Clinical Trial Details
— Status: Recruiting
Administrative data
| NCT number |
NCT04574739 |
| Other study ID # |
2019-01899 |
| Secondary ID |
|
| Status |
Recruiting |
| Phase |
|
| First received |
|
| Last updated |
|
| Start date |
July 1, 2020 |
| Est. completion date |
October 31, 2020 |
Study information
| Verified date |
September 2020 |
| Source |
University Hospital Inselspital, Berne |
| Contact |
Anda Radan |
| Phone |
0316321010 |
| Email |
anda-petronela.radan[@]insel.ch |
| Is FDA regulated |
No |
| Health authority |
|
| Study type |
Observational [Patient Registry]
|
Clinical Trial Summary
Fetal monitoring by transabdominal electrocardiogram recording
Description:
Cardiotocography (CTG), or electronic fetal monitoring (EFM), is the most common procedure
used for fetal assessment before and during labour and largely replaced the use of
intermittent heart rate auscultation with the Pinard stethoscope or intrapartal analysis of
fetal pH by scalp sampling. It relies on acoustic methods in the audible (auscultation) and
inaudible range of the sound spectrum (ultrasound). Ever since its introduction in the late
1960s, the benefit of the method has been controversial.
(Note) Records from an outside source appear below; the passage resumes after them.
use anyhow::Context;
use clap::Args;
use rmf_core::config::Config;
use rmf_core::lists::read_optional_line_list;
use rmf_server::ServerConfig;
use std::path::PathBuf;

#[derive(Args, Debug)]
pub struct ServeArgs {
    /// Port to listen on
    #[arg(long, short = 'p', default_value = "8888")]
    pub port: u16,

    /// Logins whose opt-out box starts checked, one per line
    #[arg(long = "opt-out-list", short = 'o', value_name = "FILE")]
    pub opt_out_list: Option<PathBuf>,

    /// Fallback GitHub token for requests without a session token
    #[arg(long = "gh-token", short = 't', env = "GITHUB_TOKEN", hide_env_values = true)]
    pub gh_token: Option<String>,

    /// OAuth app client ID
    #[arg(long, env = "CLIENT_ID")]
    pub client_id: String,

    /// OAuth app client secret
    #[arg(long, env = "CLIENT_SECRET", hide_env_values = true)]
    pub client_secret: String,

    /// Key for signing session cookies
    #[arg(long, env = "COOKIE_SECRET", hide_env_values = true)]
    pub cookie_secret: String,

    /// Externally visible base URL used for the OAuth callback
    #[arg(long)]
    pub public_url: Option<String>,
}

pub fn run(config: Config, args: ServeArgs) -> anyhow::Result<()> {
    let initial_opt_out = read_optional_line_list(args.opt_out_list.as_deref())
        .context("reading opt-out list")?;

    let settings = ServerConfig {
        config,
        client_id: args.client_id,
        client_secret: args.client_secret,
        cookie_secret: args.cookie_secret,
        gh_token: args.gh_token,
        initial_opt_out,
        public_url: args.public_url,
    };
    tracing::debug!(?settings, "starting web server");

    let rt = tokio::runtime::Runtime::new()?;
    rt.block_on(rmf_server::serve(settings, args.port))
}
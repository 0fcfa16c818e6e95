use axum::http::{header, StatusCode};
use axum::response::{IntoResponse, Response};
use rmf_core::FinderError;

// ---------------------------------------------------------------------------
// AppError
// ---------------------------------------------------------------------------

/// Unified error type for HTTP responses.
#[derive(Debug)]
pub struct AppError(pub anyhow::Error);

impl AppError {
    pub fn join(err: tokio::task::JoinError) -> Self {
        Self(anyhow::anyhow!("task join error: {err}"))
    }

    fn status(&self) -> StatusCode {
        match self.0.downcast_ref::<FinderError>() {
            Some(FinderError::UnknownReleaseManager(_)) => StatusCode::BAD_REQUEST,
            Some(FinderError::Api { .. }) | Some(FinderError::Http(_)) => StatusCode::BAD_GATEWAY,
            Some(
                FinderError::HistoryDrift(_)
                | FinderError::InvalidConfig(_)
                | FinderError::Io(_)
                | FinderError::Yaml(_)
                | FinderError::Json(_),
            )
            | None => StatusCode::INTERNAL_SERVER_ERROR,
        }
    }
}

impl IntoResponse for AppError {
    fn into_response(self) -> Response {
        let status = self.status();
        if status.is_server_error() {
            tracing::error!(error = %self.0, "request failed");
        }
        let body = format!(
            "<!DOCTYPE html><html><head><title>{code}</title></head>\
             <body style=\"font-family:sans-serif;padding:2rem\">\
             <h1>{code}</h1><p>{message}</p><p><a href=\"/\">Back</a></p></body></html>",
            code = status,
            message = handlebars::html_escape(&format!("{:#}", self.0)),
        );
        (
            status,
            [(header::CONTENT_TYPE, "text/html; charset=utf-8")],
            body,
        )
            .into_response()
    }
}

impl<E> From<E> for AppError
where
    E: Into<anyhow::Error>,
{
    fn from(err: E) -> Self {
        Self(err.into())
    }
}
Not only the great inter- and
intra-observer variability due to visual interpretation of CTG traces seems to be an issue,
but also the technical difficulties of the method: data assessment in adipose patients,
active fetuses or multiple gestation, confusions between fetal and maternal pulse, assessment
during water delivery, strong contractions or changing labour positions of the parturient. It
is common knowledge that CTG leads to unnecessary medical interventions such as caesarean
section and vaginal-operative deliveries, with the associated health consequences and
economic costs.
Despite the continuous progress made in CTG technology in the past 50 years, CTG devices
still have drawbacks, namely their bulkiness (including cables and bedside computers),
combined with the limited informative value and suboptimal reliability of the measured
signals. The assessment can be uncomfortable for the pregnant patient, due to the fact that
the patient is bound to a machine and implicitly to the bed, particularly when a longer
surveillance is needed. Long periods of immobility can lead to further medical and psychical
problems during pregnancy.
Wireless methods of fetal monitoring exist; nevertheless, the technical difficulties of the
assessment seem to be more pronounced when these are employed.
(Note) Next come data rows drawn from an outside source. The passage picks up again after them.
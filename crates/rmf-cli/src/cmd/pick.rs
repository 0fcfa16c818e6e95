use crate::output::print_json;
use anyhow::Context;
use clap::Args;
use rmf_core::config::Config;
use rmf_core::github::GitHubClient;
use rmf_core::lists::{read_line_list, read_optional_line_list};
use rmf_core::report::Decision;
use std::path::PathBuf;

#[derive(Args, Debug)]
pub struct PickArgs {
    /// File with the GitHub logins attending the VMA, one per line
    pub attendees: PathBuf,

    /// File with the GitHub logins on the opt-out list, one per line
    #[arg(long = "opt-out", short = 'o', value_name = "FILE")]
    pub opt_out: Option<PathBuf>,

    /// Already designated release manager of an upcoming release (repeatable)
    #[arg(long = "next-rm", short = 'n', value_name = "LOGIN")]
    pub next_rm: Vec<String>,

    /// GitHub token with `read:org` scope
    #[arg(long = "gh-token", short = 't', env = "GITHUB_TOKEN", hide_env_values = true)]
    pub gh_token: String,
}

pub fn run(config: &Config, args: PickArgs, json: bool) -> anyhow::Result<()> {
    let attendees = read_line_list(&args.attendees)
        .with_context(|| format!("reading attendees from {}", args.attendees.display()))?;
    let opt_out = read_optional_line_list(args.opt_out.as_deref())
        .context("reading opt-out list")?;

    let client = GitHubClient::new(config, Some(&args.gh_token))?;
    let inputs = client
        .selection_inputs(config, args.next_rm, opt_out, attendees)
        .context("collecting maintainers and release history")?;
    let decision = Decision::decide(&inputs, &mut rand::thread_rng())?;

    if json {
        print_json(&decision)?;
    } else {
        print!("{decision}");
    }
    Ok(())
}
Routine continuous monitoring of physiological signals in normal and extraordinary
environments provides useful insides for better understanding and modelling of human
physiology. Under contract by the European Space Agency (ESA), the Swiss Centre for
Electronics and Microtechnology (CSEM) has designed and developed the LTMS system (Long Term
Medical System) system. In 2003, ESA commissioned CSEM to do a definition study for a
prototype of LTMS. Following the outcomes of this study, in 2006 CSEM built a first prototype
(LTMS-2) for ESA, which was validated at Bern University Hospital in 2008. In the subsequent
phase (LTMS-3, 2009-2010), CSEM manufactured a set of upgraded systems which were validated
in Antarctica (Concordia Station) in 2010 and during the Rio-Tinto field test of the Austrian
Space Forum spacesuit simulator in 2011. In 2015, CSEM delivered to ESA a new sensor system
(LTMS-S) with yet improved measuring functionalities and higher overall integration in an
easy to-wear vest. The system has been shipped to the Concordia Station in Antarctica for the
scientific investigation for monitoring the physiological adaptation of manned crews in
remote, isolated, and extreme environments. An in-depth clinical validation study at the
University Hospital in Lausanne has shown that the performance of the system was within the
contractual specifications and that it fulfilled the requirements set by international
medical standards.
Although it has initially been proposed to adapt and use LTMS-S for fetal ECG (fECG)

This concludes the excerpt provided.